🤖 AI Summary
Robotic task execution frequently fails in real time due to environmental disturbances or sensor anomalies; conventional recovery approaches—relying on predefined policies or manual intervention—exhibit poor adaptability. This paper proposes a unified online failure recovery framework integrating vision-language models (VLMs), reactive planners, and behavior trees. Its core contribution is the first VLM-driven mechanism for scene understanding and skill generation, augmented by structured scene graph modeling and execution history tracking. This enables pre-execution condition checking, automatic prerequisite completion, and online synthesis of novel skills.

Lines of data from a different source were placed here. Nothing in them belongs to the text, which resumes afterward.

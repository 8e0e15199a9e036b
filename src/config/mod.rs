// Copyright 2022 Webb Technologies Inc.
//
// Licensed under the Apache License, Version 2.0 (the "License");
// you may not use this file except in compliance with the License.
// You may obtain a copy of the License at
//
// http://www.apache.org/licenses/LICENSE-2.0
//
// Unless required by applicable law or agreed to in writing, software
// distributed under the License is distributed on an "AS IS" BASIS,
// WITHOUT WARRANTIES OR CONDITIONS OF ANY KIND, either express or implied.
// See the License for the specific language governing permissions and
// limitations under the License.
//
//! # Withdraw Configuration Module 🕸️
//!
//! A module for configuring the withdraw coordinator.
//!
//! ## Overview
//!
//! Possible configuration include:
//! * `leaves`: how pool leaves are paged from chains.
//! * `relayer`: the relayers to discover and how long they get to relay.
//! * `reconcile`: how stale cross-chain roots are refetched.
//! * `pools`: the pools notes are withdrawn from, per chain, asset and amount.
//! * `evm`: EVM chains read and submitted to through their json-rpc endpoint.
//! * `substrate`: Substrate nodes the mixer leaves are read from.
use std::collections::HashMap;
use std::fmt;
use std::str::FromStr;
use std::time::Duration;

use ethereum_types::H256;
use serde::{Deserialize, Serialize};
use url::Url;

use crate::types::{PoolId, TypedChainId};

/// CLI configuration
#[cfg(feature = "cli")]
pub mod cli;
/// Utils for processing configuration
pub mod utils;

/// The package identifier, used to find the default config and data dirs.
pub const PACKAGE_ID: [&str; 3] = ["tools", "webb", "webb-withdraw"];

/// Leaves are requested 512 at a time by default.
const fn default_page_size() -> u32 {
    crate::leaves::DEFAULT_PAGE_SIZE
}
/// Relayers get 60 seconds to finish a withdrawal by default.
const fn default_relayer_timeout() -> u64 {
    60
}
/// Stale roots are refetched 3 times by default.
const fn default_max_retries() -> usize {
    crate::reconcile::DEFAULT_MAX_RETRIES
}
/// Stale roots are refetched every second by default.
const fn default_retry_interval_ms() -> u64 {
    1_000
}
/// The withdraw events channel keeps 64 events by default.
const fn default_events_capacity() -> usize {
    64
}
/// Pending transactions are polled every second by default.
const fn default_tx_poll_interval_ms() -> u64 {
    1_000
}

/// WithdrawConfig is the configuration of the withdraw coordinator.
#[derive(Debug, Clone, PartialEq, Deserialize, Serialize)]
#[serde(rename_all = "kebab-case")]
pub struct WithdrawConfig {
    /// Leaves sync configuration.
    #[serde(default)]
    pub leaves: LeavesConfig,
    /// Relayers configuration.
    #[serde(default)]
    pub relayer: RelayerConfig,
    /// Cross-chain root reconciliation configuration.
    #[serde(default)]
    pub reconcile: ReconcileConfig,
    /// How many events a slow subscriber may lag behind before missing
    /// some.
    #[serde(default = "default_events_capacity")]
    pub events_capacity: usize,
    /// The pools we can withdraw from.
    #[serde(default)]
    pub pools: Vec<PoolConfig>,
    /// EVM based chains, keyed by name.
    #[serde(default)]
    pub evm: HashMap<String, EvmChainConfig>,
    /// Substrate based chains, keyed by name.
    #[serde(default)]
    pub substrate: HashMap<String, SubstrateNodeConfig>,
}

impl Default for WithdrawConfig {
    fn default() -> Self {
        Self {
            leaves: LeavesConfig::default(),
            relayer: RelayerConfig::default(),
            reconcile: ReconcileConfig::default(),
            events_capacity: default_events_capacity(),
            pools: Vec::new(),
            evm: HashMap::new(),
            substrate: HashMap::new(),
        }
    }
}

/// LeavesConfig is the configuration of the leaves synchronizer.
#[derive(Debug, Clone, PartialEq, Eq, Deserialize, Serialize)]
#[serde(rename_all = "kebab-case")]
pub struct LeavesConfig {
    /// How many leaves are requested at once.
    #[serde(default = "default_page_size")]
    pub page_size: u32,
}

impl Default for LeavesConfig {
    fn default() -> Self {
        Self {
            page_size: default_page_size(),
        }
    }
}

/// RelayerConfig lists the relayers used for withdrawals.
#[derive(Debug, Clone, PartialEq, Eq, Deserialize, Serialize)]
#[serde(rename_all = "kebab-case")]
pub struct RelayerConfig {
    /// The base urls of the relayers.
    #[serde(default)]
    pub endpoints: Vec<Url>,
    /// Seconds a relayer gets to finish a withdrawal.
    #[serde(default = "default_relayer_timeout")]
    pub timeout: u64,
}

impl Default for RelayerConfig {
    fn default() -> Self {
        Self {
            endpoints: Vec::new(),
            timeout: default_relayer_timeout(),
        }
    }
}

impl RelayerConfig {
    /// The relayer timeout.
    pub fn timeout(&self) -> Duration {
        Duration::from_secs(self.timeout)
    }
}

/// ReconcileConfig controls how stale cross-chain roots are refetched.
#[derive(Debug, Clone, PartialEq, Eq, Deserialize, Serialize)]
#[serde(rename_all = "kebab-case")]
pub struct ReconcileConfig {
    /// How many times fresh roots are fetched after a stale one.
    #[serde(default = "default_max_retries")]
    pub max_retries: usize,
    /// Milliseconds between two root fetches.
    #[serde(default = "default_retry_interval_ms")]
    pub retry_interval_ms: u64,
}

impl Default for ReconcileConfig {
    fn default() -> Self {
        Self {
            max_retries: default_max_retries(),
            retry_interval_ms: default_retry_interval_ms(),
        }
    }
}

impl ReconcileConfig {
    /// The wait between two root fetches.
    pub fn retry_interval(&self) -> Duration {
        Duration::from_millis(self.retry_interval_ms)
    }
}

/// PoolConfig locates the pool holding deposits of one asset and amount on
/// a chain.
#[derive(Debug, Clone, PartialEq, Eq, Deserialize, Serialize)]
#[serde(rename_all = "kebab-case")]
pub struct PoolConfig {
    /// The chain, like `evm:5001` or `substrate:1080`.
    pub chain: TypedChainId,
    /// The pool asset.
    pub token_symbol: String,
    /// The deposit amount, as written in notes.
    pub amount: String,
    /// The pool address, or tree id for Substrate mixers.
    pub address: String,
    /// The block the pool contract was deployed at. EVM deposits are
    /// searched from there.
    #[serde(default)]
    pub deployed_at: u64,
    /// The deposit size in the asset's smallest unit, for pools that cannot
    /// report it themselves, like Substrate mixers.
    #[serde(default)]
    pub denomination: Option<String>,
}

/// EvmChainConfig is the configuration of one EVM chain.
#[derive(Debug, Clone, PartialEq, Eq, Deserialize, Serialize)]
#[serde(rename_all = "kebab-case")]
pub struct EvmChainConfig {
    /// The chain id, like `5001`.
    pub chain_id: u32,
    /// Http(s) json-rpc endpoint of the chain.
    pub http_endpoint: Url,
    /// The key self-submitting withdrawals, as a `0x` hex string or a
    /// `$ENV_VAR` holding one.
    #[serde(default, skip_serializing)]
    pub private_key: Option<PrivateKey>,
    /// Milliseconds between two polls of a pending transaction.
    #[serde(default = "default_tx_poll_interval_ms")]
    pub tx_poll_interval_ms: u64,
}

impl EvmChainConfig {
    /// The wait between two polls of a pending transaction.
    pub fn tx_poll_interval(&self) -> Duration {
        Duration::from_millis(self.tx_poll_interval_ms)
    }
}

/// SubstrateNodeConfig is the configuration of one Substrate chain.
#[derive(Debug, Clone, PartialEq, Eq, Deserialize, Serialize)]
#[serde(rename_all = "kebab-case")]
pub struct SubstrateNodeConfig {
    /// The chain id, like `1080`.
    pub chain_id: u32,
    /// Http(s) json-rpc endpoint of the node.
    pub http_endpoint: Url,
}

/// A secp256k1 private key, never printed.
#[derive(Clone, PartialEq, Eq)]
pub struct PrivateKey(H256);

impl PrivateKey {
    /// The raw key.
    pub fn as_bytes(&self) -> &[u8] {
        self.0.as_bytes()
    }
}

impl fmt::Debug for PrivateKey {
    fn fmt(&self, f: &mut fmt::Formatter<'_>) -> fmt::Result {
        f.write_str("PrivateKey(..)")
    }
}

impl<'de> Deserialize<'de> for PrivateKey {
    fn deserialize<D>(deserializer: D) -> Result<Self, D::Error>
    where
        D: serde::Deserializer<'de>,
    {
        struct PrivateKeyVistor;
        impl<'de> serde::de::Visitor<'de> for PrivateKeyVistor {
            type Value = H256;

            fn expecting(&self, formatter: &mut fmt::Formatter) -> fmt::Result {
                formatter.write_str(
                    "hex string or an env var containing a hex string in it",
                )
            }

            fn visit_str<E>(self, value: &str) -> Result<Self::Value, E>
            where
                E: serde::de::Error,
            {
                let hex = if let Some(var) = value.strip_prefix('$') {
                    tracing::trace!("Reading {} from env", var);
                    std::env::var(var).map_err(|e| {
                        serde::de::Error::custom(format!(
                            "error while loading this env {}: {}",
                            var, e,
                        ))
                    })?
                } else {
                    value.to_owned()
                };
                let digits = hex.strip_prefix("0x").ok_or_else(|| {
                    serde::de::Error::custom(
                        "expected a 0x prefixed hex string or a $ENV_VAR",
                    )
                })?;
                if digits.len() != 64 {
                    return Err(serde::de::Error::custom(format!(
                        "got {} hex digits but expected 64",
                        digits.len()
                    )));
                }
                H256::from_str(digits).map_err(serde::de::Error::custom)
            }
        }

        let secret = deserializer.deserialize_str(PrivateKeyVistor)?;
        Ok(Self(secret))
    }
}

impl PoolConfig {
    /// The id of the pool.
    pub fn pool_id(&self) -> PoolId {
        PoolId::new(self.chain, self.address.clone())
    }
}

impl WithdrawConfig {
    /// The configured pools of `chain_id`.
    pub fn pools_of(
        &self,
        chain_id: TypedChainId,
    ) -> impl Iterator<Item = &PoolConfig> {
        self.pools.iter().filter(move |p| p.chain == chain_id)
    }

    /// The pool holding `amount` of `token_symbol` on `chain_id`.
    ///
    /// Symbols are compared ignoring case.
    pub fn resolve_pool(
        &self,
        chain_id: TypedChainId,
        token_symbol: &str,
        amount: &str,
    ) -> crate::Result<PoolId> {
        self.pools
            .iter()
            .find(|p| {
                p.chain == chain_id
                    && p.token_symbol.eq_ignore_ascii_case(token_symbol)
                    && p.amount == amount
            })
            .map(PoolConfig::pool_id)
            .ok_or_else(|| crate::Error::PoolNotFound {
                chain_id,
                token_symbol: token_symbol.to_owned(),
                amount: amount.to_owned(),
            })
    }
}

#[cfg(test)]
mod tests {
    use super::*;

    #[test]
    fn defaults_apply_to_missing_sections() -> anyhow::Result<()> {
        let config: WithdrawConfig = serde_json::from_str("{}")?;
        assert_eq!(config, WithdrawConfig::default());
        assert_eq!(config.leaves.page_size, 512);
        assert_eq!(config.relayer.timeout(), Duration::from_secs(60));
        assert_eq!(config.reconcile.max_retries, 3);
        assert_eq!(config.events_capacity, 64);
        Ok(())
    }

    #[test]
    fn resolves_pools_by_chain_asset_and_amount() -> anyhow::Result<()> {
        let config: WithdrawConfig = serde_json::from_value(serde_json::json!({
            "pools": [
                {
                    "chain": "substrate:1080",
                    "token-symbol": "WEBB",
                    "amount": "100",
                    "address": "0"
                },
                {
                    "chain": "evm:5001",
                    "token-symbol": "WEBB",
                    "amount": "1",
                    "address": "0xD24260C102B5D128cbEFA0F655E5be3c2370677C"
                }
            ]
        }))?;
        let pool =
            config.resolve_pool(TypedChainId::Evm(5001), "webb", "1")?;
        assert_eq!(pool.address, "0xd24260c102b5d128cbefa0f655e5be3c2370677c");
        let err = config
            .resolve_pool(TypedChainId::Substrate(1080), "WEBB", "10")
            .unwrap_err();
        assert!(matches!(err, crate::Error::PoolNotFound { .. }));
        Ok(())
    }

    #[test]
    fn reads_chains_and_private_keys_from_env() -> anyhow::Result<()> {
        let key = format!("0x{}", "ab".repeat(32));
        std::env::set_var("WEBB_WITHDRAW_TEST_KEY", &key);
        let config: WithdrawConfig = serde_json::from_value(serde_json::json!({
            "evm": {
                "hermes": {
                    "chain-id": 5001,
                    "http-endpoint": "http://localhost:5001",
                    "private-key": "$WEBB_WITHDRAW_TEST_KEY"
                },
                "athena": {
                    "chain-id": 5002,
                    "http-endpoint": "http://localhost:5002",
                    "private-key": key
                }
            },
            "substrate": {
                "webb": {
                    "chain-id": 1080,
                    "http-endpoint": "http://localhost:9933"
                }
            }
        }))?;
        let hermes = &config.evm["hermes"];
        assert_eq!(hermes.private_key, config.evm["athena"].private_key);
        assert_eq!(
            hermes.private_key.as_ref().map(PrivateKey::as_bytes),
            Some(&[0xab; 32][..])
        );
        assert_eq!(hermes.tx_poll_interval(), Duration::from_secs(1));
        assert_eq!(format!("{:?}", hermes.private_key), "Some(PrivateKey(..))");
        assert_eq!(config.substrate["webb"].chain_id, 1080);

        let short = serde_json::json!({
            "chain-id": 1,
            "http-endpoint": "http://localhost:8545",
            "private-key": "0x1234"
        });
        assert!(serde_json::from_value::<EvmChainConfig>(short).is_err());
        Ok(())
    }
}
// Copyright 2022 Webb Technologies Inc.
//
// Licensed under the Apache License, Version 2.0 (the "License");
// you may not use this file except in compliance with the License.
// You may obtain a copy of the License at
//
// http://www.apache.org/licenses/LICENSE-2.0
//
// Unless required by applicable law or agreed to in writing, software
// distributed under the License is distributed on an "AS IS" BASIS,
// WITHOUT WARRANTIES OR CONDITIONS OF ANY KIND, either express or implied.
// See the License for the specific language governing permissions and
// limitations under the License.
//
use std::collections::HashMap;
use std::sync::Arc;
use std::time::Duration;

use ethereum_types::{H160, H256, U256};
use ethers::contract::ContractError;
use ethers::middleware::signer::SignerMiddlewareError;
use ethers::middleware::SignerMiddleware;
use ethers::providers::{Http, Middleware, Provider};
use ethers::signers::{LocalWallet, Signer};
use ethers::types::Bytes;
use parking_lot::Mutex;

use super::account::native_account_bytes;
use super::{
    ChainDataSource, LeavesSource, TransactionSubmitter, TxNotification,
    TxNotifier, WithdrawCall, WithdrawalBackend,
};
use crate::config::{EvmChainConfig, PoolConfig};
use crate::types::{
    ChainFamily, Leaf, PoolId, SignerIdentity, TxReference, TypedChainId,
};

mod contract {
    #![allow(missing_docs)]
    ethers::contract::abigen!(
        MixerContract,
        r#"[
            function denomination() external view returns (uint256)
            function getLastRoot() external view returns (bytes32)
            function getLatestNeighborRoots() external view returns (bytes32[])
            function withdraw(bytes proof, bytes32 root, bytes32 nullifierHash, address recipient, address relayer, uint256 fee, uint256 refund) external payable
            event Deposit(bytes32 indexed commitment, uint32 leafIndex, uint256 timestamp)
        ]"#
    );
}

use contract::MixerContract;

type SignerClient = SignerMiddleware<Provider<Http>, LocalWallet>;

/// Deposits read so far from the logs of one pool.
#[derive(Debug, Default)]
struct DepositLog {
    leaves: Vec<Leaf>,
    next_block: u64,
}

/// An EVM chain, read and written through its json-rpc endpoint.
///
/// Leaves are rebuilt from the `Deposit` events of the pool contract. The
/// events are queried once and only newer blocks are queried afterwards.
#[derive(Debug)]
pub struct EvmChain {
    chain_id: TypedChainId,
    provider: Provider<Http>,
    wallet: Option<LocalWallet>,
    deployed_at: HashMap<PoolId, u64>,
    tx_poll_interval: Duration,
    deposits: Mutex<HashMap<PoolId, DepositLog>>,
}

impl EvmChain {
    /// Connects to the chain described by `config`, serving the `pools` of
    /// that chain.
    pub fn new(
        config: &EvmChainConfig,
        pools: &[PoolConfig],
    ) -> crate::Result<Self> {
        let chain_id = TypedChainId::Evm(config.chain_id);
        let provider =
            Provider::<Http>::try_from(config.http_endpoint.as_str())?
                .interval(config.tx_poll_interval());
        let wallet = match &config.private_key {
            Some(key) => Some(
                LocalWallet::from_bytes(key.as_bytes())
                    .map_err(|_| {
                        crate::Error::Generic("invalid evm private key")
                    })?
                    .with_chain_id(u64::from(config.chain_id)),
            ),
            None => None,
        };
        let deployed_at = pools
            .iter()
            .filter(|p| p.chain == chain_id)
            .map(|p| (p.pool_id(), p.deployed_at))
            .collect();
        Ok(Self {
            chain_id,
            provider,
            wallet,
            deployed_at,
            tx_poll_interval: config.tx_poll_interval(),
            deposits: Mutex::new(HashMap::new()),
        })
    }

    /// The account of the configured key, if any.
    pub fn signer(&self) -> Option<SignerIdentity> {
        self.wallet
            .as_ref()
            .map(|wallet| SignerIdentity(format!("{:?}", wallet.address())))
    }

    fn contract<M: Middleware>(
        &self,
        pool: &PoolId,
        client: Arc<M>,
    ) -> crate::Result<MixerContract<M>> {
        if pool.chain_id != self.chain_id {
            return Err(crate::Error::ChainNotFound {
                chain_id: pool.chain_id,
            });
        }
        Ok(MixerContract::new(evm_address(&pool.address)?, client))
    }

    fn reader(
        &self,
        pool: &PoolId,
    ) -> crate::Result<MixerContract<Provider<Http>>> {
        self.contract(pool, Arc::new(self.provider.clone()))
    }

    /// Reads the deposits of `pool` made since the last read.
    async fn refresh_deposits(&self, pool: &PoolId) -> crate::Result<()> {
        let next_block = self.deposits.lock().get(pool).map(|log| log.next_block);
        let from_block = next_block.unwrap_or_else(|| {
            self.deployed_at.get(pool).copied().unwrap_or_default()
        });
        let latest = self
            .provider
            .get_block_number()
            .await
            .map_err(read_error)?
            .as_u64();
        if from_block > latest {
            return Ok(());
        }
        let events = self
            .reader(pool)?
            .deposit_filter()
            .from_block(from_block)
            .to_block(latest)
            .query()
            .await
            .map_err(read_error)?;
        let mut deposits = self.deposits.lock();
        let log = deposits.entry(pool.clone()).or_default();
        for event in events {
            let index = event.leaf_index as usize;
            if index < log.leaves.len() {
                continue;
            }
            if index > log.leaves.len() {
                return Err(crate::Error::SyncUnavailable(format!(
                    "deposit {} of {} came before deposit {}",
                    index,
                    pool,
                    log.leaves.len()
                )));
            }
            log.leaves.push(H256::from(event.commitment));
        }
        log.next_block = latest + 1;
        tracing::event!(
            target: crate::probe::TARGET,
            tracing::Level::TRACE,
            kind = %crate::probe::Kind::LeavesSync,
            pool = %pool,
            from_block = from_block,
            to_block = latest,
            leaves = log.leaves.len(),
        );
        Ok(())
    }
}

/// A 20 byte EVM address, from its `0x` hex form.
fn evm_address(account: &str) -> crate::Result<H160> {
    native_account_bytes(ChainFamily::Evm, account).map(H160::from)
}

fn read_error(e: impl std::fmt::Display) -> crate::Error {
    crate::Error::SyncUnavailable(e.to_string())
}

/// A declined signature is a rejection, anything else a failure.
fn submission_error(e: ContractError<SignerClient>) -> crate::Error {
    match e {
        ContractError::MiddlewareError {
            e: SignerMiddlewareError::SignerError(e),
        } => crate::Error::SubmissionRejected(e.to_string()),
        e => crate::Error::SubmissionFailed(e.to_string()),
    }
}

#[async_trait::async_trait]
impl LeavesSource for EvmChain {
    async fn get_leaves(
        &self,
        pool: &PoolId,
        from: u32,
        to: u32,
    ) -> crate::Result<Vec<Leaf>> {
        let known = self
            .deposits
            .lock()
            .get(pool)
            .map_or(0, |log| log.leaves.len());
        if known < to as usize {
            self.refresh_deposits(pool).await?;
        }
        let deposits = self.deposits.lock();
        let leaves = deposits
            .get(pool)
            .map(|log| log.leaves.as_slice())
            .unwrap_or(&[]);
        let from = (from as usize).min(leaves.len());
        let to = (to as usize).clamp(from, leaves.len());
        Ok(leaves[from..to].to_vec())
    }
}

#[async_trait::async_trait]
impl ChainDataSource for EvmChain {
    async fn get_latest_root(&self, pool: &PoolId) -> crate::Result<H256> {
        let root = self
            .reader(pool)?
            .get_last_root()
            .call()
            .await
            .map_err(read_error)?;
        Ok(H256::from(root))
    }

    async fn get_neighbor_roots(
        &self,
        pool: &PoolId,
    ) -> crate::Result<Vec<H256>> {
        let roots = self
            .reader(pool)?
            .get_latest_neighbor_roots()
            .call()
            .await
            .map_err(read_error)?;
        Ok(roots.into_iter().map(H256::from).collect())
    }

    async fn denomination(&self, pool: &PoolId) -> crate::Result<U256> {
        self.reader(pool)?
            .denomination()
            .call()
            .await
            .map_err(read_error)
    }
}

#[async_trait::async_trait]
impl TransactionSubmitter for EvmChain {
    #[tracing::instrument(skip_all, fields(pool = %call.pool))]
    async fn submit(
        &self,
        call: &WithdrawCall,
        signer: &SignerIdentity,
        notifier: &TxNotifier,
    ) -> crate::Result<TxReference> {
        let wallet = match &self.wallet {
            Some(wallet) if self.signer().as_ref() == Some(signer) => {
                wallet.clone()
            }
            _ => return Err(crate::Error::NoAccountAvailable),
        };
        let client =
            Arc::new(SignerMiddleware::new(self.provider.clone(), wallet));
        let contract = self.contract(&call.pool, client)?;
        let tx = contract.withdraw(
            Bytes::from(call.proof.clone()),
            call.root.to_fixed_bytes(),
            call.nullifier_hash.to_fixed_bytes(),
            evm_address(&call.recipient)?,
            evm_address(&call.relayer)?,
            call.fee,
            call.refund,
        );
        let failed = |e: crate::Error| {
            notifier.notify(TxNotification::Failed {
                method: call.method.clone(),
                reason: e.to_string(),
            });
            e
        };
        notifier.notify(TxNotification::BeforeSend {
            method: call.method.clone(),
        });
        // a dry run spares the fees of a transaction that would revert
        if let Err(e) = tx.call().await {
            tracing::error!("Withdraw would revert: {}", e);
            return Err(failed(submission_error(e)));
        }
        let pending =
            tx.send().await.map_err(|e| failed(submission_error(e)))?;
        let tx_hash = *pending;
        tracing::debug!("Withdraw tx {:?} is pending", tx_hash);
        let receipt = pending.interval(self.tx_poll_interval).await;
        match receipt {
            Ok(Some(receipt)) if receipt.status == Some(0u64.into()) => {
                Err(failed(crate::Error::SubmissionFailed(format!(
                    "transaction {tx_hash:?} reverted"
                ))))
            }
            Ok(Some(receipt)) => {
                let tx = TxReference(format!("{:?}", receipt.transaction_hash));
                tracing::debug!("Finalized withdraw tx {}", tx);
                notifier.notify(TxNotification::Finalize {
                    method: call.method.clone(),
                    tx: tx.clone(),
                });
                Ok(tx)
            }
            Ok(None) => Err(failed(crate::Error::SubmissionFailed(format!(
                "transaction {tx_hash:?} was dropped from the mempool"
            )))),
            Err(e) => Err(failed(crate::Error::SubmissionFailed(e.to_string()))),
        }
    }
}

impl WithdrawalBackend for EvmChain {
    fn family(&self) -> ChainFamily {
        ChainFamily::Evm
    }
}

Evaluated on an ABB YuMi robot and the AI2-THOR simulator, the framework significantly improves success rates across benchmark tasks—including peg insertion, object sorting, and drawer placement—while demonstrating superior robustness and dynamic adaptability compared to single-stage baseline methods.
📝 Abstract
Robotic systems often face execution failures due to unexpected obstacles, sensor errors, or environmental changes. Traditional failure recovery methods rely on predefined strategies or human intervention, making them less adaptable. This paper presents a unified failure recovery framework that combines Vision-Language Models (VLMs), a reactive planner, and Behavior Trees (BTs) to enable real-time failure handling. Our approach includes pre-execution verification, which checks for potential failures before execution, and reactive failure handling, which detects and corrects failures during execution by verifying existing BT conditions, adding missing preconditions and, when necessary, generating new skills. The framework uses a scene graph for structured environmental perception and an execution history for continuous monitoring, enabling context-aware and adaptive failure handling. We evaluate our framework through real-world experiments with an ABB YuMi robot on tasks like peg insertion, object sorting, and drawer placement, as well as in AI2-THOR simulator. Compared to using pre-execution and reactive methods separately, our approach achieves higher task success rates and greater adaptability. Ablation studies highlight the importance of VLM-based reasoning, structured scene representation, and execution history tracking for effective failure recovery in robotics.